Your local classic rock radio station is playing one of their songs right now, has just finished playing it or will do so once “Hotel California” is over. The hard rock station up the dial is in the middle of a three-fer (“Rock and Roll,” “Traveling Riverside Blues” and “The Ocean”) and those sweaty old AOR dudes are going a bit deeper with “Down by the Seaside.” Led Zeppelin is everywhere, and if you make it through a day without getting the Led out, intentionally or otherwise, then you listen to too much NPR or you are deaf.

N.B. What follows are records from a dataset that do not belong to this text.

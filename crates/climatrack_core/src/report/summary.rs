//! Conditional aggregation over the three observation groupings.
//!
//! # Responsibility
//! - Count, average and list observations for one grouping key.
//! - Fetch the capped list of recent non-blank remarks.
//!
//! # Invariants
//! - The grouping kind only selects the filter column and the operator join;
//!   the aggregation logic is shared.
//! - Detail ordering is deterministic: observation date descending, id
//!   descending as tiebreak.

use crate::model::observation::Measurements;
use crate::repo::RepoResult;
use chrono::NaiveDate;
use rusqlite::{params, Connection, Row};

/// Default cap on the recent-remarks listing.
pub const DEFAULT_REMARK_LIMIT: u32 = 5;

/// Dimension used to filter and aggregate observations.
#[derive(Debug, Clone, Copy, PartialEq, Eq)]
pub enum GroupingKind {
    ReferencePoint,
    PointOfInterest,
    Center,
}

impl GroupingKind {
    /// Observation column holding the grouping foreign key.
    pub fn filter_column(self) -> &'static str {
        match self {
            Self::ReferencePoint => "reference_point_id",
            Self::PointOfInterest => "point_of_interest_id",
            Self::Center => "center_id",
        }
    }

    /// Whether detail rows carry the recording operator's name.
    ///
    /// Center- and point-of-interest-scoped queries pass through the
    /// center -> operator join; reference-point queries do not.
    pub fn joins_operator(self) -> bool {
        !matches!(self, Self::ReferencePoint)
    }
}

/// Arithmetic means of the seven measurement columns.
#[derive(Debug, Clone, Copy, PartialEq)]
pub struct ParameterAverages {
    pub wind: f64,
    pub humidity: f64,
    pub pressure: f64,
    pub temperature: f64,
    pub precipitation: f64,
    pub altitude: f64,
    pub glacier_mass: f64,
}

/// Name of the operator whose center recorded an observation.
#[derive(Debug, Clone, PartialEq, Eq)]
pub struct OperatorName {
    pub first_name: String,
    pub last_name: String,
}

/// One observation in the chronological detail listing.
#[derive(Debug, Clone, PartialEq)]
pub struct ObservationDetail {
    /// Recording operator; `None` for grouping kinds without the join.
    pub operator: Option<OperatorName>,
    pub observed_on: NaiveDate,
    pub measurements: Measurements,
    pub note: Option<String>,
}

/// Statistical summary over one grouping key.
#[derive(Debug, Clone, PartialEq)]
pub struct Summary {
    pub observation_count: i64,
    /// `None` when no observations match.
    pub averages: Option<ParameterAverages>,
    /// Ordered by observation date descending; empty when no observations
    /// match.
    pub details: Vec<ObservationDetail>,
}

impl Summary {
    pub fn has_observations(&self) -> bool {
        self.observation_count > 0
    }
}

/// One recent free-text remark.
#[derive(Debug, Clone, PartialEq, Eq)]
pub struct Remark {
    pub observed_on: NaiveDate,
    pub note: String,
}

/// Computes the statistical summary for `grouping_id` under `kind`.
///
/// Zero matching observations yields a count of 0, no averages and no detail
/// rows; no average computation is performed in that case.
pub fn summarize(conn: &Connection, grouping_id: i64, kind: GroupingKind) -> RepoResult<Summary> {
    let column = kind.filter_column();

    let observation_count: i64 = conn.query_row(
        &format!("SELECT COUNT(*) FROM observations WHERE {column} = ?1;"),
        params![grouping_id],
        |row| row.get(0),
    )?;

    if observation_count == 0 {
        return Ok(Summary {
            observation_count: 0,
            averages: None,
            details: Vec::new(),
        });
    }

    let averages = conn.query_row(
        &format!(
            "SELECT
                AVG(wind),
                AVG(humidity),
                AVG(pressure),
                AVG(temperature),
                AVG(precipitation),
                AVG(altitude),
                AVG(glacier_mass)
             FROM observations
             WHERE {column} = ?1;"
        ),
        params![grouping_id],
        |row| {
            Ok(ParameterAverages {
                wind: row.get(0)?,
                humidity: row.get(1)?,
                pressure: row.get(2)?,
                temperature: row.get(3)?,
                precipitation: row.get(4)?,
                altitude: row.get(5)?,
                glacier_mass: row.get(6)?,
            })
        },
    )?;

    let detail_sql = if kind.joins_operator() {
        format!(
            "SELECT
                o.observed_on,
                o.wind,
                o.humidity,
                o.pressure,
                o.temperature,
                o.precipitation,
                o.altitude,
                o.glacier_mass,
                o.note,
                op.first_name AS operator_first_name,
                op.last_name AS operator_last_name
             FROM observations o
             JOIN monitoring_centers c ON o.center_id = c.id
             JOIN operators op ON c.operator_id = op.id
             WHERE o.{column} = ?1
             ORDER BY o.observed_on DESC, o.id DESC;"
        )
    } else {
        format!(
            "SELECT
                o.observed_on,
                o.wind,
                o.humidity,
                o.pressure,
                o.temperature,
                o.precipitation,
                o.altitude,
                o.glacier_mass,
                o.note,
                NULL AS operator_first_name,
                NULL AS operator_last_name
             FROM observations o
             WHERE o.{column} = ?1
             ORDER BY o.observed_on DESC, o.id DESC;"
        )
    };

    let mut stmt = conn.prepare(&detail_sql)?;
    let mut rows = stmt.query(params![grouping_id])?;
    let mut details = Vec::new();
    while let Some(row) = rows.next()? {
        details.push(parse_detail_row(row)?);
    }

    Ok(Summary {
        observation_count,
        averages: Some(averages),
        details,
    })
}

/// Fetches up to `limit` most recent non-blank remarks for `grouping_id`.
pub fn recent_remarks(
    conn: &Connection,
    grouping_id: i64,
    kind: GroupingKind,
    limit: u32,
) -> RepoResult<Vec<Remark>> {
    if limit == 0 {
        return Ok(Vec::new());
    }

    let column = kind.filter_column();
    let mut stmt = conn.prepare(&format!(
        "SELECT observed_on, note
         FROM observations
         WHERE {column} = ?1 AND note IS NOT NULL AND TRIM(note) <> ''
         ORDER BY observed_on DESC, id DESC
         LIMIT ?2;"
    ))?;
    let mut rows = stmt.query(params![grouping_id, limit])?;

    let mut remarks = Vec::new();
    while let Some(row) = rows.next()? {
        remarks.push(Remark {
            observed_on: row.get(0)?,
            note: row.get(1)?,
        });
    }
    Ok(remarks)
}

fn parse_detail_row(row: &Row<'_>) -> RepoResult<ObservationDetail> {
    let operator = match row.get::<_, Option<String>>("operator_first_name")? {
        Some(first_name) => Some(OperatorName {
            first_name,
            last_name: row
                .get::<_, Option<String>>("operator_last_name")?
                .unwrap_or_default(),
        }),
        None => None,
    };

    Ok(ObservationDetail {
        operator,
        observed_on: row.get("observed_on")?,
        measurements: Measurements {
            wind: row.get("wind")?,
            humidity: row.get("humidity")?,
            pressure: row.get("pressure")?,
            temperature: row.get("temperature")?,
            precipitation: row.get("precipitation")?,
            altitude: row.get("altitude")?,
            glacier_mass: row.get("glacier_mass")?,
        },
        note: row.get("note")?,
    })
}
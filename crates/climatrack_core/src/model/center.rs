//! Monitoring center domain model.
//!
//! # Invariants
//! - A center is owned by exactly one operator, and an operator owns at most
//!   one center; the relation never changes after creation.

use serde::{Deserialize, Serialize};

/// Administrative entity under which points of interest and observations are
/// organized.
#[derive(Debug, Clone, PartialEq, Serialize, Deserialize)]
pub struct MonitoringCenter {
    pub id: i64,
    pub operator_id: i64,
    pub name: String,
    pub address: String,
    pub postal_code: String,
    pub city: String,
    pub province: String,
}

/// Request model for creating a monitoring center.
#[derive(Debug, Clone, PartialEq, Serialize, Deserialize)]
pub struct NewCenter {
    pub operator_id: i64,
    pub name: String,
    pub address: String,
    pub postal_code: String,
    pub city: String,
    pub province: String,
}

In 1968 (of course!), Jimmy Page brought his vision of a powerful Cream/Yardbirds noise behind a Steve Marriott/Joe Cocker howl to life—more or less with himself as the star. Writing credit! Bowed guitar! Beard phase! As musical director, Page wanted the songs (and, grouped together, the albums) to speak for our four pasty nobs—it’s funny to think that a bit of collage work on Led Zeppelin II generated the only front-cover appearance of the band members on any of their album sleeves, an impressive feat considering they produced the most self-indulgent concert film (and soundtrack) in history at the height of their popularity. Still, their albums were albums, indivisible and complete listening experiences, “the true statement[s] of a group’s work.” (They released few singles because that would have misplaced the material, particularly if a record company were to chop the dated middle section out of “Whole Lotta Love” in order to comply with pop standards.) Love or hate their music/achievement/pervasiveness, you have to admire their non-groupie principles.
At least, you used to—they’ve since lightened up with several context-free compilations comprised of songs you hear all the time anyway. What’s the point? ($$$/£££/€€€/etc.) It’s not quite selling out to Freedom Rock but it’s not exactly turning your nose up at the fickle Rolling Stone scene either. Ignoring an album’s artful, narrative transitions (not really), we now have:
Boxed Set (1990)
A fine collection I loved in high school. Very well organized—just about every song flows nicely into the next. Spread across four cassettes or “compact discs” (or like a dozen LPs), it includes a few rarities and/or unreleased songs (“Traveling Riverside Blues” being the highlight, “Moby Dick/Bonzo’s Montreux” being a waste of everyone’s four minutes) and is a nice package, even though “Good Times Bad Times,” the first song on their first album, is curiously absent.
Remasters (1990)
Released a month after the boxed set and I have no idea why—it’s basically a stripped-down version containing all the popular stuff plus the aforementioned “Good Times Bad Times.” I think Page literally forgot about that song when putting the box together.
Boxed Set 2 (1993)
“2”? Clever! Page’s partnership with David Coverdale went nowhere fast, which makes that silly “merge” album cover even funnier. So he had the brilliant idea of putting out everything that didn’t make it onto the first boxed set, including essential ball-munchers like “How Many More Times,” “Bring It on Home” and “Out on the Tiles.” It’s actually a nice collection of deep cuts and includes the previously unreleased “Baby Come on Home,” which I dig. Still, at this point why not just release–
The Complete Studio Recordings (1993)
Ah, Jimmy’s already on it! Append all the rarities to Coda excepting the embarrassing “Moby Dick/Bonzo’s Montreux” experiment and call it a day. After that, feel free to re-release each remastered album individually and wait until whatever format follows compact discs to do it again.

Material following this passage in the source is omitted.